__What is needed__
The required output is every record, reproduced exactly.

[Opening Available data section]

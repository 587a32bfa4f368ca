#![allow(clippy::uninlined_format_args)]

use regress_tag::{Composer, Config, Matcher};

/// Test that composing \p text with \p flags fails to compile.
#[track_caller]
pub fn test_compose_fails(text: &str, flags: &str) -> regress_tag::Error {
    let res = Composer::from(flags).compose(&[text], &[] as &[&str]);
    assert!(res.is_err(), "Pattern should not have compiled: {}", text);
    res.err().unwrap()
}

pub trait StringTestHelpers {
    /// "Fluent" style helper for testing that a String is equal to a str.
    fn test_eq(&self, s: &str);
}

impl StringTestHelpers for String {
    fn test_eq(&self, rhs: &str) {
        assert_eq!(self.as_str(), rhs)
    }
}

pub trait VecTestHelpers {
    /// "Fluent" style helper for testing that a Vec<&str> is equal to a
    /// Vec<&str>.
    fn test_eq(&self, rhs: Vec<&str>);
}

impl VecTestHelpers for Vec<&str> {
    fn test_eq(&self, rhs: Vec<&str>) {
        assert_eq!(*self, rhs)
    }
}

/// A composed matcher which remembers a TestConfig.
#[derive(Debug, Clone)]
pub struct TestMatcher {
    m: Matcher,
    #[allow(dead_code)]
    tc: TestConfig,
}

impl TestMatcher {
    /// The pattern handed to the regex engine.
    pub fn pattern(&self) -> String {
        self.m.pattern().to_string()
    }

    /// The matcher itself.
    pub fn matcher(&self) -> &Matcher {
        &self.m
    }

    /// Match against a string, returning the total match.
    #[track_caller]
    pub fn match1f(&self, input: &str) -> String {
        match self.m.captures(input) {
            Some(caps) => caps.get(0).unwrap_or_default().to_string(),
            None => panic!("Failed to match {}", input),
        }
    }

    /// Match against a string, returning the string of the named capture
    /// group given.
    #[track_caller]
    pub fn match1_named_group(&self, input: &str, group: &str) -> String {
        match self.m.captures(input) {
            Some(caps) => match caps.name(group) {
                Some(s) => s.to_string(),
                None => panic!("Named capture group does not exist {}", group),
            },
            None => panic!("Failed to match {}", input),
        }
    }

    /// Return a list of all non-overlapping matches.
    pub fn match_all<'b>(&self, input: &'b str) -> Vec<&'b str> {
        self.m
            .find_iter(input)
            .map(move |m| &input[m.range()])
            .collect()
    }

    /// Test that matching against \p input fails.
    #[track_caller]
    pub fn test_fails(&self, input: &str) {
        assert!(!self.m.is_match(input), "Should not have matched")
    }

    /// Test that matching against \p input succeeds.
    #[track_caller]
    pub fn test_succeeds(&self, input: &str) {
        assert!(self.m.is_match(input), "Should have matched")
    }
}

/// Description of how to compose a pattern.
/// Test text is always written with `##` comments; each config substitutes
/// its own delimiter.
#[derive(Debug, Copy, Clone)]
pub struct TestConfig {
    delimiter: &'static str,
}

impl TestConfig {
    /// Rewrite `##` in \p text to this config's delimiter.
    pub fn comment(&self, text: &str) -> String {
        text.replace("##", self.delimiter)
    }

    /// A composer using this config's delimiter and \p flags.
    pub fn composer(&self, flags: &str) -> Composer {
        Composer::with_config(Config::new().flags(flags).comment_delimiter(self.delimiter))
    }

    /// Compose \p text as a single segment, with default flags.
    pub fn compile(&self, text: &str) -> TestMatcher {
        self.compilef(text, "")
    }

    /// Compose \p text as a single segment, with given flags.
    #[track_caller]
    pub fn compilef(&self, text: &str, flags: &str) -> TestMatcher {
        self.compose(&[text], &[], flags)
    }

    /// Compose \p segments around \p parts, with given flags.
    #[track_caller]
    pub fn compose(&self, segments: &[&str], parts: &[&Matcher], flags: &str) -> TestMatcher {
        let segments: Vec<String> = segments.iter().map(|s| self.comment(s)).collect();
        let res = self.composer(flags).compose(&segments, parts);
        assert!(
            res.is_ok(),
            "Failed to compile! delimiter: {} flags: {} segments: {:?}, error: {}",
            self.delimiter,
            flags,
            segments,
            res.unwrap_err()
        );
        TestMatcher {
            m: res.unwrap(),
            tc: *self,
        }
    }
}

/// Invoke \p F with each test config, in turn.
pub fn test_with_delimiters<F>(func: F)
where
    F: Fn(TestConfig),
{
    for delimiter in ["##", "//", "--", ";;", "\u{00A7}\u{00A7}"] {
        func(TestConfig { delimiter });
    }
}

[Closing Available data section]

__Solution to the exercise__
repository 587a32bfa4f368ca
#![allow(clippy::uninlined_format_args)]

use regress_tag::{Composer, Config, Matcher};

/// Test that composing \p text with \p flags fails to compile.
#[track_caller]
pub fn test_compose_fails(text: &str, flags: &str) -> regress_tag::Error {
    let res = Composer::from(flags).compose(&[text], &[] as &[&str]);
    assert!(res.is_err(), "Pattern should not have compiled: {}", text);
    res.err().unwrap()
}

pub trait StringTestHelpers {
    /// "Fluent" style helper for testing that a String is equal to a str.
    fn test_eq(&self, s: &str);
}

impl StringTestHelpers for String {
    fn test_eq(&self, rhs: &str) {
        assert_eq!(self.as_str(), rhs)
    }
}

pub trait VecTestHelpers {
    /// "Fluent" style helper for testing that a Vec<&str> is equal to a
    /// Vec<&str>.
    fn test_eq(&self, rhs: Vec<&str>);
}

impl VecTestHelpers for Vec<&str> {
    fn test_eq(&self, rhs: Vec<&str>) {
        assert_eq!(*self, rhs)
    }
}

/// A composed matcher which remembers a TestConfig.
#[derive(Debug, Clone)]
pub struct TestMatcher {
    m: Matcher,
    #[allow(dead_code)]
    tc: TestConfig,
}

impl TestMatcher {
    /// The pattern handed to the regex engine.
    pub fn pattern(&self) -> String {
        self.m.pattern().to_string()
    }

    /// The matcher itself.
    pub fn matcher(&self) -> &Matcher {
        &self.m
    }

    /// Match against a string, returning the total match.
    #[track_caller]
    pub fn match1f(&self, input: &str) -> String {
        match self.m.captures(input) {
            Some(caps) => caps.get(0).unwrap_or_default().to_string(),
            None => panic!("Failed to match {}", input),
        }
    }

    /// Match against a string, returning the string of the named capture
    /// group given.
    #[track_caller]
    pub fn match1_named_group(&self, input: &str, group: &str) -> String {
        match self.m.captures(input) {
            Some(caps) => match caps.name(group) {
                Some(s) => s.to_string(),
                None => panic!("Named capture group does not exist {}", group),
            },
            None => panic!("Failed to match {}", input),
        }
    }

    /// Return a list of all non-overlapping matches.
    pub fn match_all<'b>(&self, input: &'b str) -> Vec<&'b str> {
        self.m
            .find_iter(input)
            .map(move |m| &input[m.range()])
            .collect()
    }

    /// Test that matching against \p input fails.
    #[track_caller]
    pub fn test_fails(&self, input: &str) {
        assert!(!self.m.is_match(input), "Should not have matched")
    }

    /// Test that matching against \p input succeeds.
    #[track_caller]
    pub fn test_succeeds(&self, input: &str) {
        assert!(self.m.is_match(input), "Should have matched")
    }
}

/// Description of how to compose a pattern.
/// Test text is always written with `##` comments; each config substitutes
/// its own delimiter.
#[derive(Debug, Copy, Clone)]
pub struct TestConfig {
    delimiter: &'static str,
}

impl TestConfig {
    /// Rewrite `##` in \p text to this config's delimiter.
    pub fn comment(&self, text: &str) -> String {
        text.replace("##", self.delimiter)
    }

    /// A composer using this config's delimiter and \p flags.
    pub fn composer(&self, flags: &str) -> Composer {
        Composer::with_config(Config::new().flags(flags).comment_delimiter(self.delimiter))
    }

    /// Compose \p text as a single segment, with default flags.
    pub fn compile(&self, text: &str) -> TestMatcher {
        self.compilef(text, "")
    }

    /// Compose \p text as a single segment, with given flags.
    #[track_caller]
    pub fn compilef(&self, text: &str, flags: &str) -> TestMatcher {
        self.compose(&[text], &[], flags)
    }

    /// Compose \p segments around \p parts, with given flags.
    #[track_caller]
    pub fn compose(&self, segments: &[&str], parts: &[&Matcher], flags: &str) -> TestMatcher {
        let segments: Vec<String> = segments.iter().map(|s| self.comment(s)).collect();
        let res = self.composer(flags).compose(&segments, parts);
        assert!(
            res.is_ok(),
            "Failed to compile! delimiter: {} flags: {} segments: {:?}, error: {}",
            self.delimiter,
            flags,
            segments,
            res.unwrap_err()
        );
        TestMatcher {
            m: res.unwrap(),
            tc: *self,
        }
    }
}

/// Invoke \p F with each test config, in turn.
pub fn test_with_delimiters<F>(func: F)
where
    F: Fn(TestConfig),
{
    for delimiter in ["##", "//", "--", ";;", "\u{00A7}\u{00A7}"] {
        func(TestConfig { delimiter });
    }
}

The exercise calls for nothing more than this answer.